Carnosic acid inhibits inflammation response and joint destruction on osteoclasts, fibroblast-like synoviocytes, and collagen-induced arthritis rats.

Abstract

The discovery of new therapeutic drugs with the ability of preventing inflammation and joint destruction with less adverse effects is urgently needed for rheumatoid arthritis (RA). Carnosic acid (CA), a major phenolic compound isolated from the leaves of Rosemary (Rosmarinus officinalis L.), has been reported to have antioxidative and antimicrobial properties. However, its effects on RA have not been elucidated. Here, we investigated the effects of CA on osteoclasts and fibroblast-like synoviocytes in vitro and on collagen-induced arthritis (CIA) in Wistar rats in vivo.
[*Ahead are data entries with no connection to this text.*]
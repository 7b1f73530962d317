use chainring::sans::{
    ChannelId, Page,
    command::{CommandType, RequestDataPage},
    message::{Inbound, MessageError, Outbound},
};

const PAGE: [u8; 8] = [0x10, 1, 0xFF, 90, 0xE8, 0x03, 200, 0];

#[test]
fn extended_broadcast() {
    let mut message = vec![0x0D, 0x5D, 0x01, 0x01, 0x00, 0x0B, 0x05];
    message.extend_from_slice(&PAGE);

    let inbound = Inbound::parse(&message).unwrap();
    assert_eq!(inbound.channel_number, 1);
    assert_eq!(inbound.channel_id, ChannelId::new(0x050B_0001));
    assert_eq!(inbound.page, Page::new(PAGE));
}

#[test]
fn flagged_broadcast() {
    let mut message = vec![0x0E, 0x4E, 0x00];
    message.extend_from_slice(&PAGE);
    message.extend_from_slice(&[0x80, 0x01, 0x00, 0x0B, 0x05]);

    let inbound = Inbound::parse(&message).unwrap();
    assert_eq!(inbound.channel_number, 0);
    assert_eq!(inbound.channel_id, ChannelId::new(0x050B_0001));
    assert_eq!(inbound.page, Page::new(PAGE));
}

#[test]
fn truncated_messages() {
    assert_eq!(Inbound::parse(&[0x0D]), Err(MessageError::TooShort(1)));

    let mut message = vec![0x0D, 0x5D, 0x01, 0x01, 0x00, 0x0B, 0x05];
    message.extend_from_slice(&PAGE[..4]);
    assert_eq!(Inbound::parse(&message), Err(MessageError::TooShort(11)));
}

#[test]
fn unsupported_message() {
    assert_eq!(
        Inbound::parse(&[0x01, 0x6F, 0x00]),
        Err(MessageError::Unsupported(0x6F))
    );
}

#[test]
fn outbound_is_extended_acknowledged() {
    let request = RequestDataPage {
        slave_serial_number: 0x1234,
        transmission_response: 0x82,
        command_type: CommandType::DataPageFromSlave,
        ..RequestDataPage::new(0x51)
    };
    let outbound = Outbound::new(4, ChannelId::new(0x050B_0001), request.encode());

    assert_eq!(
        outbound.encode(),
        [
            0x0D, 0x5E, 0x04, 0x01, 0x00, 0x0B, 0x05, 0x46, 0x34, 0x12, 0xFF, 0xFF, 0x82, 0x51,
            0x03,
        ]
    );
}
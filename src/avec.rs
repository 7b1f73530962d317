//! Stateful device sessions built on the decoders in [`crate::sans`].
//!
//! A [`Session`] follows one device, folding its pages into family telemetry
//! and shared-page state while tracking its connection. The [`Registry`]
//! keeps a session per channel identifier and may be shared between
//! threads.
//!
//! Sessions never read a clock. Every entry point takes the time of the
//! event as a [`Duration`](core::time::Duration) since an epoch of the
//! caller's choosing; the registry uses the time it was created.
//!
//! Changes are reported to an [`Observer`], one [`Notification`] per group of
//! fields changed, and can be read back at any time through
//! [`Session::device`] and [`Session::common`].

pub mod common;
pub mod liveness;
pub mod profiles;
pub mod reassembly;
#[cfg(feature = "std")]
pub mod registry;
pub mod session;

#[cfg(feature = "std")]
pub use registry::Registry;
pub use session::{
    Config, Device, DeviceKind, Error, Event, Notification, Observer, Session, Update,
};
Our in vitro and in vivo studies showed that CA suppressed the expression of pro-inflammatory cytokines including TNFɑ, IL-1β, IL-6, IL-8, IL-17 and MMP-3, and downregulated the production of RANKL. More importantly, we observed that CA inhibited osteoclastogenesis and bone resorption in vitro and exerted therapeutic protection against joint destruction in vivo. Further biochemical analysis demonstrated that CA suppressed RANKL-induced activations of NF-κB and MAPKs (JNK and p38) leading to the downregulation of NFATc1. Taken together, our findings provide the convincing evidence that rosemary derived CA is a promising natural compound for the treatment of RA.